Cadence™ Single-pass TFF Coupled with Chromatography Steps Enables Continuous Bioprocessing while Reducing Processing Times and Volumes

• Pall Life Sciences

Introduction

Continuous bioprocessing initiatives have accelerated in recent years. The transition from batch to continuous bioprocessing offers numerous advantages, including process time savings and lower capital costs due to smaller equipment, tanks, and tubing sizes. Additionally, hold tanks may no longer be needed between unit operations, which can be especially valuable for facilities with limited manufacturing floor space. Furthermore, reduced system hold-up volumes improve product recoveries and also contribute to the smaller system footprint of continuous bioprocessing systems.

Continuous bioprocessing solutions were initially developed for upstream processes (i.e. perfusion bioreactors), but continuous downstream unit operations have recently progressed as well. One unit of operation that is especially beneficial for continuous bioprocessing initiatives is the ultrafiltration (UF) step, which can be accomplished through the use of Pall’s patented single-pass tangential flow filtration (SPTFF) technology[1,2,3,4]. SPTFF eliminates the conventional TFF recirculation loop and utilizes a staged flow path design, allowing concentrations of 2 to 30X to be achieved continuously in a single-pass through the module. The single pump pass reduces minimum working volume concerns and is ideal for processing of fragile biomolecules.

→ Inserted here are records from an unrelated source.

//! Addresses, rates and transmission modes shared by every scheduler module.

use std::fmt;
use std::net::Ipv4Addr;
use std::str::FromStr;

use macaddr::MacAddr6;
use serde::{Deserialize, Serialize, Serializer};

/// Legacy transmission rate, in the unit used by the AP capability table
/// (integral Mbps for 802.11a/g rates).
pub type Rate = u32;

/// 48-bit IEEE 802 hardware address identifying an access point or station.
#[derive(Debug, Clone, Copy, PartialEq, Eq, PartialOrd, Ord, Hash)]
pub struct HwAddr(pub MacAddr6);

impl HwAddr {
    pub const fn new(octets: [u8; 6]) -> Self {
        let [a, b, c, d, e, f] = octets;
        Self(MacAddr6::new(a, b, c, d, e, f))
    }

    pub fn octets(&self) -> [u8; 6] {
        let mut octets = [0u8; 6];
        octets.copy_from_slice(self.0.as_bytes());
        octets
    }

    /// True for group (multicast/broadcast) addresses: I/G bit set.
    pub fn is_multicast(&self) -> bool {
        self.0.is_multicast()
    }
}

impl Default for HwAddr {
    fn default() -> Self {
        Self(MacAddr6::nil())
    }
}

impl From<MacAddr6> for HwAddr {
    fn from(addr: MacAddr6) -> Self {
        Self(addr)
    }
}

impl std::ops::Deref for HwAddr {
    type Target = MacAddr6;
    fn deref(&self) -> &Self::Target {
        &self.0
    }
}

impl FromStr for HwAddr {
    type Err = macaddr::ParseError;

    fn from_str(s: &str) -> Result<Self, Self::Err> {
        s.parse().map(HwAddr)
    }
}

impl fmt::Display for HwAddr {
    fn fmt(&self, f: &mut fmt::Formatter<'_>) -> fmt::Result {
        write!(f, "{}", self.0)
    }
}

impl Serialize for HwAddr {
    fn serialize<S: Serializer>(&self, serializer: S) -> Result<S::Ok, S::Error> {
        serializer.collect_str(self)
    }
}

/// Multicast group as seen on the wireless side: the group's link-layer address.
#[derive(Debug, Clone, Copy, PartialEq, Eq, PartialOrd, Ord, Hash, Serialize)]
#[serde(transparent)]
pub struct GroupAddr(HwAddr);

impl GroupAddr {
    pub const fn new(addr: HwAddr) -> Self {
        Self(addr)
    }

    /// Maps an IPv4 multicast group onto `01:00:5E` plus its low 23 bits
    /// (RFC 1112). `None` outside 224.0.0.0/4.
    pub fn from_ipv4(ip: Ipv4Addr) -> Option<Self> {
        if !ip.is_multicast() {
            return None;
        }
        let o = ip.octets();
        Some(Self(HwAddr::new([0x01, 0x00, 0x5E, o[1] & 0x7F, o[2], o[3]])))
    }

    pub fn hwaddr(&self) -> HwAddr {
        self.0
    }
}

impl fmt::Display for GroupAddr {
    fn fmt(&self, f: &mut fmt::Formatter<'_>) -> fmt::Result {
        fmt::Display::fmt(&self.0, f)
    }
}

impl From<HwAddr> for GroupAddr {
    fn from(addr: HwAddr) -> Self {
        Self(addr)
    }
}

/// Multicast transmission mode applied by an AP to one group.
#[derive(Debug, Clone, Copy, PartialEq, Eq, Default, Serialize, Deserialize)]
#[serde(rename_all = "snake_case")]
pub enum TxMode {
    /// Per-station Direct Multicast Service delivery.
    Dms,
    /// Shared-rate legacy multicast.
    #[default]
    Legacy,
}

impl TxMode {
    pub fn as_str(&self) -> &'static str {
        match self {
            TxMode::Dms => "dms",
            TxMode::Legacy => "legacy",
        }
    }
}

/// Which probability metric drives a group's legacy rate.
#[derive(Debug, Clone, Copy, PartialEq, Eq, Default, Serialize, Deserialize)]
#[serde(rename_all = "snake_case")]
pub enum ProbSource {
    #[default]
    Ewma,
    CurProb,
}

impl ProbSource {
    pub fn as_str(&self) -> &'static str {
        match self {
            ProbSource::Ewma => "ewma",
            ProbSource::CurProb => "cur_prob",
        }
    }
}

/// Delivery policy pushed to an AP for one group.
#[derive(Debug, Clone, Copy, PartialEq, Eq, Serialize)]
pub struct TxPolicy {
    pub mode: TxMode,
    pub rate: Rate,
}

SPTFF modules are also ideal for coupling with other unit operations and enabling a wide range of opportunities for continuous bioprocesses. For instance, they can be coupled with the chromatography step, where the concentrated retentate of the TFF device loads directly onto the column. The lower volumes and higher titers subsequently decrease the chromatography column loading time, while also reducing the tubing and equipment sizes of all other unit operations downstream of the TFF device.

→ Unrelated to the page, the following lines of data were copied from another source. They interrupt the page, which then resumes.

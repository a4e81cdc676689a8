use serde::Serialize;

use crate::arbiter::ArbitratedRate;
use crate::period::Windows;
use crate::types::{GroupAddr, HwAddr, ProbSource, Rate, TxMode, TxPolicy};

/// Cumulative transmit counters for one group and the delta since the
/// previous sample.
#[derive(Debug, Clone, Copy, Default, PartialEq, Eq, Serialize)]
pub struct TrafficCounters {
    pub last_tx_packets: u64,
    pub last_tx_bytes: u64,
    #[serde(skip)]
    cumulative_packets: Option<u64>,
    #[serde(skip)]
    cumulative_bytes: Option<u64>,
}

fn delta(previous: Option<u64>, raw: u64) -> u64 {
    match previous {
        Some(prev) if raw >= prev => raw - prev,
        // first sample, or the counter was reset on the AP
        _ => raw,
    }
}

impl TrafficCounters {
    pub fn record(&mut self, tx_packets: u64, tx_bytes: u64) {
        self.last_tx_packets = delta(self.cumulative_packets, tx_packets);
        self.last_tx_bytes = delta(self.cumulative_bytes, tx_bytes);
        self.cumulative_packets = Some(tx_packets);
        self.cumulative_bytes = Some(tx_bytes);
    }
}

/// Transmission-policy state of one managed group on one AP.
#[derive(Debug, Clone, PartialEq, Serialize)]
pub struct GroupPolicy {
    pub group: GroupAddr,
    pub dms_start_offset: u32,
    pub mode: TxMode,
    /// Last EWMA-derived legacy rate.
    pub rate: Rate,
    /// Last cur-prob-derived legacy rate.
    pub cur_prob_rate: Rate,
    pub prob_source: ProbSource,
    pub counters: TrafficCounters,
}

impl GroupPolicy {
    fn new(group: GroupAddr, rate: Rate, prob_source: ProbSource, dms_start_offset: u32) -> Self {
        Self {
            group,
            dms_start_offset,
            mode: TxMode::Legacy,
            rate,
            cur_prob_rate: rate,
            prob_source,
            counters: TrafficCounters::default(),
        }
    }

    /// Rate selected by the group's probability source.
    pub fn legacy_rate(&self) -> Rate {
        match self.prob_source {
            ProbSource::Ewma => self.rate,
            ProbSource::CurProb => self.cur_prob_rate,
        }
    }

    pub fn in_dms_window(&self, period: u32, dms_len: u32) -> bool {
        period >= self.dms_start_offset && period < self.dms_start_offset + dms_len
    }

    /// Applies an arbitration result and switches to legacy mode.
    pub fn apply_arbitration(&mut self, rates: ArbitratedRate) -> TxPolicy {
        self.rate = rates.ewma_rate;
        self.cur_prob_rate = rates.cur_prob_rate;
        self.mode = TxMode::Legacy;
        self.policy()
    }

    pub fn policy(&self) -> TxPolicy {
        TxPolicy {
            mode: self.mode,
            rate: self.legacy_rate(),
        }
    }
}

/// An access point managed by the scheduler.
///
/// Group policies live in one ordered vector: insertion order drives DMS
/// offset assignment, and a group's address, offset and policy can never
/// drift apart.
#[derive(Debug, Clone)]
pub struct AccessPoint {
    addr: HwAddr,
    capabilities: Vec<Rate>,
    windows: Windows,
    current_period: u32,
    next_period: u32,
    groups: Vec<GroupPolicy>,
}

impl AccessPoint {
    /// Returns `None` when the AP advertises no rates.
    pub fn new(
        addr: HwAddr,
        capabilities: impl IntoIterator<Item = Rate>,
        windows: Windows,
    ) -> Option<Self> {
        let mut capabilities: Vec<Rate> =
            capabilities.into_iter().filter(|r| *r > 0).collect();
        capabilities.sort_unstable();
        capabilities.dedup();
        if capabilities.is_empty() {
            return None;
        }
        Some(Self {
            addr,
            capabilities,
            windows,
            current_period: 0,
            next_period: 0,
            groups: Vec::new(),
        })
    }

    pub fn addr(&self) -> HwAddr {
        self.addr
    }

    /// Supported rates, ascending.
    pub fn capabilities(&self) -> &[Rate] {
        &self.capabilities
    }

    pub fn lowest_rate(&self) -> Rate {
        self.capabilities[0]
    }

    pub fn windows(&self) -> Windows {
        self.windows
    }

    /// Replaces the window lengths, keeping the period counters inside the
    /// new cycle.
    pub fn set_windows(&mut self, windows: Windows) {
        self.windows = windows;
        let cycle = windows.cycle().max(1);
        self.current_period %= cycle;
        self.next_period %= cycle;
    }

    pub fn current_period(&self) -> u32 {
        self.current_period
    }

    /// Moves to the next period of the cycle and returns it.
    pub fn advance_period(&mut self) -> u32 {
        self.current_period = self.next_period;
        self.next_period = (self.next_period + 1) % self.windows.cycle().max(1);
        self.current_period
    }

    pub fn groups(&self) -> &[GroupPolicy] {
        &self.groups
    }

    pub(crate) fn groups_mut(&mut self) -> &mut [GroupPolicy] {
        &mut self.groups
    }

    pub fn group_count(&self) -> usize {
        self.groups.len()
    }

    pub fn group(&self, group: &GroupAddr) -> Option<&GroupPolicy> {
        self.groups.iter().find(|p| p.group == *group)
    }

    pub fn group_mut(&mut self, group: &GroupAddr) -> Option<&mut GroupPolicy> {
        self.groups.iter_mut().find(|p| p.group == *group)
    }

    pub fn contains_group(&self, group: &GroupAddr) -> bool {
        self.group(group).is_some()
    }

    /// Starts managing `group` in legacy mode at the lowest rate. The group
    /// takes the offset round-robin assignment gives its position. Returns
    /// `false` if it was already managed.
    pub fn insert_group(&mut self, group: GroupAddr, prob_source: ProbSource) -> bool {
        if self.contains_group(&group) {
            return false;
        }
        let offset = self.windows.offset_for(self.groups.len());
        let lowest = self.lowest_rate();
        self.groups.push(GroupPolicy::new(group, lowest, prob_source, offset));
        true
    }

    /// Puts a group back to legacy mode at the lowest capability rate.
    pub fn demote_group(&mut self, group: &GroupAddr) -> Option<TxPolicy> {
        let lowest = self.lowest_rate();
        let policy = self.group_mut(group)?;
        policy.mode = TxMode::Legacy;
        policy.rate = lowest;
        policy.cur_prob_rate = lowest;
        Some(policy.policy())
    }
}
use std::collections::BTreeSet;

use crate::link_quality::LinkQuality;
use crate::types::{GroupAddr, HwAddr};

/// An associated client station.
#[derive(Debug, Clone)]
pub struct Station {
    addr: HwAddr,
    access_point: HwAddr,
    groups: BTreeSet<GroupAddr>,
    link_quality: LinkQuality,
}

impl Station {
    pub fn new(addr: HwAddr, access_point: HwAddr, prob_threshold: u8) -> Self {
        Self {
            addr,
            access_point,
            groups: BTreeSet::new(),
            link_quality: LinkQuality::new(prob_threshold),
        }
    }

    pub fn addr(&self) -> HwAddr {
        self.addr
    }

    /// AP the station is scheduled on.
    pub fn access_point(&self) -> HwAddr {
        self.access_point
    }

    pub fn groups(&self) -> &BTreeSet<GroupAddr> {
        &self.groups
    }

    pub fn is_subscribed(&self, group: &GroupAddr) -> bool {
        self.groups.contains(group)
    }

    /// Whether this station receives `group` through `ap`.
    pub fn receives(&self, ap: &HwAddr, group: &GroupAddr) -> bool {
        self.access_point == *ap && self.groups.contains(group)
    }

    pub fn subscribe(&mut self, group: GroupAddr) -> bool {
        self.groups.insert(group)
    }

    pub fn unsubscribe(&mut self, group: &GroupAddr) -> bool {
        self.groups.remove(group)
    }

    pub fn link_quality(&self) -> &LinkQuality {
        &self.link_quality
    }

    pub fn link_quality_mut(&mut self) -> &mut LinkQuality {
        &mut self.link_quality
    }
}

The reduced volumes also enable the utilization of disposable, single-use technologies. There is currently a single-use initiative for bioprocessing due to large savings in capital costs, reduced risk of crosscontamination, and elimination of cleaning validation studies compared to processes utilizing stainless steel equipment. However, the single-use space has size limitations; thus, continuous bioprocessing unit operations with SPTFF reduce volumes such that single-use biocontainers and systems can be used in place of stainless steel systems.

The main objective of this study is to showcase the versatility of SPTFF technology during processing of various feedstocks and coupled with chromatography steps. In addition to the evaluation of stable operational windows, case studies will also be discussed to show the application benefits at larger scales.

Experimental Setup and Run Conditions

A 4-in-series SPTFF module comprised of seven T01 TFF cassettes with regenerated cellulose (Delta) 10 kDa membrane (0.065 m² total membrane area) was utilized for all tests. As shown in Figure 1, the retentate of the TFF module was loaded directly onto the chromatography column with appropriate sorbent chemistry, in which the flow rate was precisely controlled with the piston pump of an AKTA♦ chromatography system.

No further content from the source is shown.